AND???? THE END ??!??!??!!!!! ART???
What the fuck is going on!!!!!😭😭😭😭😭😭😭😭😭😭😭😭😭😭😭😭
I am so excited for whatever that beautiful mind of yours will bring next!!
I’ve been busy with uni (when am I never busy with uni smh) and I finish this long ass term on the 28th of December ugh I’m so excited to just be done with these 6 courses that I am taking.
As for the year-end survey I’m going to answer the questions (even if they’re a bit hard😠)
what is your favorite/s from the drabbles i've put out this year (second in which collection)?

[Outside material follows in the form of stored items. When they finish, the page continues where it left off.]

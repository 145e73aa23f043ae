//! Login against the API and extraction of the bearer token

use serde_json::{Value, json};
use std::fmt;

use crate::check::{lookup, scalar_text};
use crate::client::{ApiClient, ApiRequest, Method};
use crate::error::ProbeError;
use crate::step::StatusSet;

pub const DEFAULT_LOGIN_PATH: &str = "/auth/login";

const TOKEN_FIELDS: &[&str] = &["access_token", "token"];
const USER_ID_FIELDS: &[&str] = &["user_id", "user.id", "user.user_id"];

#[derive(Clone)]
pub struct Credentials {
    pub email: String,
    pub password: String,
}

impl fmt::Debug for Credentials {
    fn fmt(&self, f: &mut fmt::Formatter<'_>) -> fmt::Result {
        f.debug_struct("Credentials")
            .field("email", &self.email)
            .field("password", &"<redacted>")
            .finish()
    }
}

/// A successful login
#[derive(Debug, Clone)]
pub struct Session {
    pub token: String,
    pub user_id: Option<String>,
}

/// Exchange credentials for a bearer token.
///
/// The caller decides whether to attach the token to the client.
pub fn login(
    client: &ApiClient,
    login_path: &str,
    credentials: &Credentials,
) -> Result<Session, ProbeError> {
    let request = ApiRequest::new(Method::Post, login_path)
        .with_body(json!({
            "email": credentials.email,
            "password": credentials.password,
        }))
        .anonymous();

    let response = client.send(&request)?;
    if response.status != 200 {
        return Err(ProbeError::UnexpectedStatus {
            expected: StatusSet::single(200),
            actual: response.status,
            body: response.snippet(),
        });
    }

    parse_session(&response.json()?)
}

fn parse_session(json: &Value) -> Result<Session, ProbeError> {
    let token = TOKEN_FIELDS
        .iter()
        .filter_map(|field| json.get(field).and_then(Value::as_str))
        .find(|token| !token.is_empty())
        .ok_or_else(|| {
            ProbeError::Check(format!(
                "login response has no token (looked for {})",
                TOKEN_FIELDS.join(", ")
            ))
        })?;

    let user_id = USER_ID_FIELDS
        .iter()
        .find_map(|field| lookup(json, field).and_then(scalar_text));

    Ok(Session {
        token: token.to_string(),
        user_id,
    })
}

I’ll give you my top 5 drabbles from this collection:
1. in which jungkook wants you all to himself (and bam) and you buy him flowers
This one never fails to make me smile
2. in which jungkook is giving up on you but you have so much love left to give
This one^ killed me but I love it
3. in which you make jungkook’s world spin and you tend to… make him a little too dizzy.
I read this like 1000 times I love it so much
4. in which jungkook can’t sleep, and he can’t stop kissing you either.
This one made me giggle and kick my feet
5. in which a shameless ex-lover makes your bad day worse and jungkook can’t help but to go wherever you are.
me 🤝 oc
themes, lines, paragraphs, or scenes that stood out to you?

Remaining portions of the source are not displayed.